L Ng Ivy S, Chin Wai-Hoe, P Lim Eileen C, Tan Ene-Choo
Genetics Service, KK Women's and Children's Hospital, Singapore.
Twin Res Hum Genet. 2011 Aug;14(4):333-9. doi: 10.1375/twin.14.4.333.
We report a 9-year-old girl with 3 Mb interstitial deletion of chromosome 15q24 identified by oligonucleotide array comparative hybridization. She is of Chinese ancestry and shared some typical features of previously reported 15q24 deletion cases such as mild dysmorphism with developmental and speech delay. She also had mild hearing loss that was reported in one other case. We compared all 19 cases that are identified from array-CGH. The deletion occurred within an 8.3 Mb region from 15q23 to 15q24.3. The minimum overlapping deleted region is less than 0.5 Mb from 72.3 Mb to 72.7 Mb. The functions of the nine annotated genes within the region and how they might contribute to the microdeletion phenotype are discussed.

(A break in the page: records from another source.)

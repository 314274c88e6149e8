//! Broadcast voting over a notarized chain.
//!
//! Every replica broadcasts its vote, so every replica builds every QC. A
//! certified block is notarized at the height after its parent. Heights that
//! hold exactly one block with consecutive views finalize the middle one.

use super::{advance_last_voted, ForkChoice, SafetyRules, VoteRouting};
use crate::blockchain::BlockChain;
use crate::error::SafetyError;
use canopy_types::{Block, Hash, QuorumCertificate, View};
use std::collections::{HashMap, HashSet};
use tracing::debug;

/// A certified block on the notarized chain.
#[derive(Debug, Clone, PartialEq, Eq)]
pub struct Notarized {
    /// The block.
    pub block: Block,
    /// Its certificate.
    pub qc: QuorumCertificate,
}

/// Safety state of a broadcast-voting replica.
#[derive(Debug, Clone)]
pub struct Lbft {
    last_voted: View,

    /// Notarized blocks by height. Height 0 is the last committed block.
    notarized_chain: Vec<Vec<Notarized>>,

    notarized_ids: HashSet<Hash>,

    /// Certificates whose parent is not notarized yet, keyed by parent.
    pending: HashMap<Hash, Vec<QuorumCertificate>>,
}

impl Default for Lbft {
    fn default() -> Self {
        Self::new()
    }
}

impl Lbft {
    /// Fresh state: the notarized chain holds genesis.
    pub fn new() -> Self {
        let genesis = Notarized {
            block: Block::genesis(),
            qc: QuorumCertificate::genesis(),
        };
        let mut notarized_ids = HashSet::new();
        notarized_ids.insert(genesis.block.id);
        Self {
            last_voted: View::GENESIS,
            notarized_chain: vec![vec![genesis]],
            notarized_ids,
            pending: HashMap::new(),
        }
    }

    /// Number of notarized heights held.
    pub fn notarized_height(&self) -> usize {
        self.notarized_chain.len()
    }

    fn tail(&self) -> &[Notarized] {
        self.notarized_chain.last().map_or(&[], Vec::as_slice)
    }

    fn height_of(&self, id: &Hash) -> Option<usize> {
        self.notarized_chain
            .iter()
            .rposition(|level| level.iter().any(|n| n.block.id == *id))
    }

    /// Notarize `block`, then anything that was waiting on it.
    fn notarize(&mut self, chain: &BlockChain, block: Block, qc: QuorumCertificate) {
        let mut work = vec![(block, qc)];
        while let Some((block, qc)) = work.pop() {
            if self.notarized_ids.contains(&block.id) {
                continue;
            }
            let Some(parent_height) = self.height_of(&block.prev_id) else {
                debug!(block = ?block.id, view = block.view.0, "Parent not notarized, pending");
                self.pending.entry(block.prev_id).or_default().push(qc);
                continue;
            };

            let height = parent_height + 1;
            let id = block.id;
            debug!(block = ?id, view = block.view.0, height, "Notarized");
            self.notarized_ids.insert(id);
            let entry = Notarized { block, qc };
            match self.notarized_chain.get_mut(height) {
                Some(level) => level.push(entry),
                None => self.notarized_chain.push(vec![entry]),
            }

            for waiting in self.pending.remove(&id).unwrap_or_default() {
                if let Ok(child) = chain.block(&waiting.block_id) {
                    work.push((child.clone(), waiting));
                }
            }
        }
    }
}

impl SafetyRules for Lbft {
    fn update_state_by_qc(
        &mut self,
        chain: &BlockChain,
        qc: &QuorumCertificate,
    ) -> Result<(), SafetyError> {
        if qc.is_genesis() || self.notarized_ids.contains(&qc.block_id) {
            return Ok(());
        }
        let block = chain
            .block(&qc.block_id)
            .map_err(|_| SafetyError::UnknownBlock(qc.block_id))?
            .clone();
        self.notarize(chain, block, qc.clone());
        Ok(())
    }

    fn update_state_by_view(&mut self, view: View) -> Result<(), SafetyError> {
        advance_last_voted(&mut self.last_voted, view)
    }

    fn voting_rule(&self, _chain: &BlockChain, block: &Block) -> Result<bool, SafetyError> {
        if block.view.0 <= 2 {
            return Ok(true);
        }
        let extends_tail = self.tail().iter().any(|n| n.block.id == block.prev_id);
        Ok(block.view > self.last_voted && extends_tail)
    }

    fn commit_rule(
        &self,
        _chain: &BlockChain,
        _qc: &QuorumCertificate,
    ) -> Result<Option<Block>, SafetyError> {
        let height = self.notarized_chain.len();
        if height < 3 {
            return Ok(None);
        }
        fn single(level: &[Notarized]) -> Option<&Block> {
            match level {
                [only] => Some(&only.block),
                _ => None,
            }
        }
        let last_three = &self.notarized_chain[height - 3..];
        let (Some(first), Some(second), Some(third)) = (
            single(&last_three[0]),
            single(&last_three[1]),
            single(&last_three[2]),
        ) else {
            return Ok(None);
        };
        let consecutive = first.view.next() == second.view && second.view.next() == third.view;
        Ok(consecutive.then(|| second.clone()))
    }

    fn fork_choice(&self, chain: &BlockChain, _mode: ForkChoice) -> QuorumCertificate {
        self.tail()
            .iter()
            .max_by_key(|n| n.block.view)
            .map(|n| n.qc.clone())
            .unwrap_or_else(|| chain.high_qc().clone())
    }

    fn vote_routing(&self) -> VoteRouting {
        VoteRouting::Broadcast
    }

    fn echoes_messages(&self) -> bool {
        true
    }

    fn on_commit(&mut self, committed: &[Block]) {
        let Some(tip) = committed.last() else {
            return;
        };
        let Some(height) = self.height_of(&tip.id) else {
            return;
        };
        for level in self.notarized_chain.drain(..height) {
            for n in level {
                self.notarized_ids.remove(&n.block.id);
            }
        }
        // Only the committed block survives at the new base height.
        if let Some(base) = self.notarized_chain.first_mut() {
            let dropped: Vec<Hash> = base
                .iter()
                .filter(|n| n.block.id != tip.id)
                .map(|n| n.block.id)
                .collect();
            base.retain(|n| n.block.id == tip.id);
            for id in dropped {
                self.notarized_ids.remove(&id);
            }
        }
        let committed_view = tip.view;
        self.pending
            .retain(|_, waiting| waiting.iter().any(|qc| qc.view > committed_view));
    }

    fn last_voted_view(&self) -> View {
        self.last_voted
    }

    fn preferred_view(&self) -> View {
        self.tail()
            .iter()
            .map(|n| n.block.view)
            .max()
            .unwrap_or(View::GENESIS)
    }
}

我们报告了一名9岁女孩,通过寡核苷酸阵列比较杂交技术鉴定出其15号染色体q24区域存在3 Mb的间质性缺失。她具有中国血统,具有先前报道的15q24缺失病例的一些典型特征,如轻度畸形伴发育和语言迟缓。她还患有轻度听力损失,此前另一病例也有该症状。我们比较了通过阵列比较基因组杂交技术鉴定出的所有19例病例。缺失发生在15q23至15q24.3的8.3 Mb区域内。最小重叠缺失区域小于0.5 Mb,位于72.3 Mb至72.7 Mb之间。文中讨论了该区域内九个注释基因的功能以及它们可能如何导致微缺失表型。